Business Management

Seizing Opportunities in Hong Kong Retail Land Grab

Burgeoning online retail is now skyrocketing: eMarketer estimates some 1.03 billion digital buyers globally this year, a whopping 44.4% from Asia-Pacific. However, traditional retailers are only slowly recognizing new business opportunities rich and diverse digital technologies can offer, while online retailers are challenged with transforming a fragmented base of internet users into regular e-consumers. So how can retailers, consumers, and governments work together to solve these challenges and benefit from the innumerable opportunities the region has to offer?

Overcoming sector fragmentation

Traditional retailing still dominates in the Asia-Pacific region and the region remains a top destination for global retail chains. Luxury fashion retail brands, for instance, are expanding aggressively to cash in on Hong Kong’s increasingly affluent young demographic which are seriously attracted by the wave of Korean or American TV drama series. This has led to some online brands introducing popular clothes from Korea or America (like MyDress or ZALORA) to draw this age group. The Economist Intelligence Unit estimates that by 2020, the Asia-Pacific region will represent 50-60% of the global luxury revenue. Harnessing the tastes, habits, and incomes of this new “hyper-connected” Hong Kong’s young adults represents a great opportunity for retailers looking to expand their operations in the market.

The logical next step is to make ICT products, services, and technologies scalable and customizable to ensure businesses and individuals are able to launch and manage profitable online operations. The availability of an all-in-one ICT service allows businesses to quickly and efficiently overcome the challenge of regional fragmentation.

Securing information and transactions

Consumers now master their own consumption journey online giving thanks to the rise of mobile devices. Hong Kong’s 1.4 million Taobao Marketplace are able to pay for purchases by Octopus card, online payments for shopping is just a piece of cake here. However, unsecure and unreliable transactions represent a major obstacle to all retailers. Having said that, Octopus cards are storing more and more personal information of users and they are sometimes even combined with credit cards. According to Verizon’s 2013 Data Breach Investigation Report, 99% of attacks on retail were financially motivated.

A more robust approach for retailers is to extend the security perimeter outside the actual data center, emphasizing systems designed to provide cloud security, prevent data theft and downtime, and mitigate DDoS attacks without worrying about site performance, application functionality, customer data, or payment transactions being compromised.

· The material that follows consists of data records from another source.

//! # Audio Processing Module
//!
//! Compressione dei file audio (MP3, WAV, AAC, FLAC, OGG, M4A) in MP3
//! tramite FFmpeg con `libmp3lame` al bitrate configurato.

use crate::config::Config;
use crate::error::{ShrinkError, ShrinkResult};
use crate::file_manager::{display_name, FileManager, FileStamp};
use crate::size_gate::SizeGate;
use crate::transcoder::{to_args, Transcoder};
use std::path::{Path, PathBuf};
use tracing::debug;

const OUTPUT_EXTENSION: &str = "mp3";

/// Handles audio compression
pub struct AudioProcessor {
    config: Config,
}

impl AudioProcessor {
    pub fn new(config: Config) -> Self {
        Self { config }
    }

    pub fn codec_args(&self) -> Vec<String> {
        to_args([
            "-vn",
            "-c:a", "libmp3lame",
            "-b:a", &self.config.audio_bitrate,
            "-map_metadata", "0",
        ])
    }

    /// Compress an audio file. Returns the accepted `.compressed.mp3` sibling
    /// or `input_path` when the result missed the target.
    pub async fn compress(&self, input_path: &Path, gate: &SizeGate) -> ShrinkResult<PathBuf> {
        self.compress_internal(input_path, gate)
            .await
            .map_err(|e| ShrinkError::transcode(input_path, e))
    }

    async fn compress_internal(&self, input_path: &Path, gate: &SizeGate) -> ShrinkResult<PathBuf> {
        debug!(
            "🎵 Compressing audio: {} (bitrate: {})",
            display_name(input_path),
            self.config.audio_bitrate
        );

        let stamp = FileStamp::capture(input_path)?;
        let original_size = FileManager::file_size(input_path).await?;
        let temp = SizeGate::temp_output(OUTPUT_EXTENSION)?;

        Transcoder::run(input_path, temp.path(), &self.codec_args()).await?;

        gate.settle(input_path, original_size, &stamp, temp, OUTPUT_EXTENSION).await
    }
}

#[cfg(test)]
mod tests {
    use super::*;

    #[test]
    fn test_codec_args_use_bitrate() {
        let processor = AudioProcessor::new(Config {
            audio_bitrate: "96k".to_string(),
            ..Default::default()
        });
        let args = processor.codec_args();

        assert!(args.windows(2).any(|w| w == ["-c:a", "libmp3lame"]));
        assert!(args.windows(2).any(|w| w == ["-b:a", "96k"]));
        assert_eq!(args[0], "-vn");
    }
}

Harnessing the power of data

At every step of the sales process lies an invaluable amount of structured and unstructured data. Take OpenRice as an example, its mobile application has released an update recently – which users need to do one-time fill-in of basic information before accessing the application. Big Data-derived insights are helping retailers find and build their customer base by making it faster and easier to react to both a dynamic technology landscape and the ever-changing needs of users.

Geo-specific data, CRM databases, mobile payments, or credit card usage can, for example, help retailers intercept shoppers at the right time and convert occasional buyers into loyal customers. Presenting relevant offers to the most promising buyers can drive shoppers through the purchase funnel faster, and drive higher conversion rates.

From staying ahead of the competition in the crowded marketplace to providing customers a seamless and secure buying experience and understanding their wants and needs, finding flexible and scalable tools will allow Hong Kong retailers to fully seize the plethora of exciting retail opportunities the region has to offer.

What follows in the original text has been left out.